[What the task asks] Only lines holding the word "other" are wanted. Copy them from the listing below.

[Record set]
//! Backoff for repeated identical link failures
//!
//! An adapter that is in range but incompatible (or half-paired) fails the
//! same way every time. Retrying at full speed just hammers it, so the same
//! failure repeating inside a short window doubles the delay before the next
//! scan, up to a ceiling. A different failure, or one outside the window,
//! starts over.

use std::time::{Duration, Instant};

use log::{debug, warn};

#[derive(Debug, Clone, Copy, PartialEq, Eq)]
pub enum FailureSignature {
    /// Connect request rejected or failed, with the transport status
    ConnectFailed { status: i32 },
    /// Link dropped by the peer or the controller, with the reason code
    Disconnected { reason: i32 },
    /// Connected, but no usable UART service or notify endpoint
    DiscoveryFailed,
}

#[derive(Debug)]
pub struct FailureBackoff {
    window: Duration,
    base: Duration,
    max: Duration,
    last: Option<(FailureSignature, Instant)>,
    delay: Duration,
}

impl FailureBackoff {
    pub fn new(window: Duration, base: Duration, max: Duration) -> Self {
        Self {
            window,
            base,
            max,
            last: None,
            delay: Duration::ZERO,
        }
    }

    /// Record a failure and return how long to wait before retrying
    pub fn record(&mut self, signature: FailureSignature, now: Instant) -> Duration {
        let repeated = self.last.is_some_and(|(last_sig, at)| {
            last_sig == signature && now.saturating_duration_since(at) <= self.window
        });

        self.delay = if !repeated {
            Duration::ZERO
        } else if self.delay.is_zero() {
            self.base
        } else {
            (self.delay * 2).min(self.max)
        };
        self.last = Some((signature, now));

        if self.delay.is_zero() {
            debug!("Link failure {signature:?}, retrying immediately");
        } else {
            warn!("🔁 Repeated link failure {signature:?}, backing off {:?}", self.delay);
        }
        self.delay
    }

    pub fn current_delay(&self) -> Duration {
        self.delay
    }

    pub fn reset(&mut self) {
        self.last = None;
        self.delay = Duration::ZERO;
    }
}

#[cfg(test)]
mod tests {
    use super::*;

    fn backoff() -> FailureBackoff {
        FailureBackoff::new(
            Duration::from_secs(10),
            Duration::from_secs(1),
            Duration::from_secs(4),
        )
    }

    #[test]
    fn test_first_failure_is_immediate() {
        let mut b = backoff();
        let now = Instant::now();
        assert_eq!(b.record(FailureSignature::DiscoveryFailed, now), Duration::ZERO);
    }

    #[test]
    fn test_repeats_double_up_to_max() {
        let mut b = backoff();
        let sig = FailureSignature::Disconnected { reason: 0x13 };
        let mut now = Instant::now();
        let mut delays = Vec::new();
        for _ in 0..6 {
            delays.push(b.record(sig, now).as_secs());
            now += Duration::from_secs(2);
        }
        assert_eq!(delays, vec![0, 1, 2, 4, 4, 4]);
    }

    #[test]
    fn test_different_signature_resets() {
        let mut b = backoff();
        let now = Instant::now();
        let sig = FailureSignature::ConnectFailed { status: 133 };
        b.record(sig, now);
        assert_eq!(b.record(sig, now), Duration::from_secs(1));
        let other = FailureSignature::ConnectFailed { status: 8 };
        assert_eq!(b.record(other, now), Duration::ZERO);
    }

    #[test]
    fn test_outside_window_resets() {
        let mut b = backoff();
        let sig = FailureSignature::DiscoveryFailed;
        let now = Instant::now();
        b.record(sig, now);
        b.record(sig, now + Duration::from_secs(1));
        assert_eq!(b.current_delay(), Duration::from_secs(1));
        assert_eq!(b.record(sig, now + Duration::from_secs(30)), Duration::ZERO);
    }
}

[Answer to this problem]
        let other = FailureSignature::ConnectFailed { status: 8 };
        assert_eq!(b.record(other, now), Duration::ZERO);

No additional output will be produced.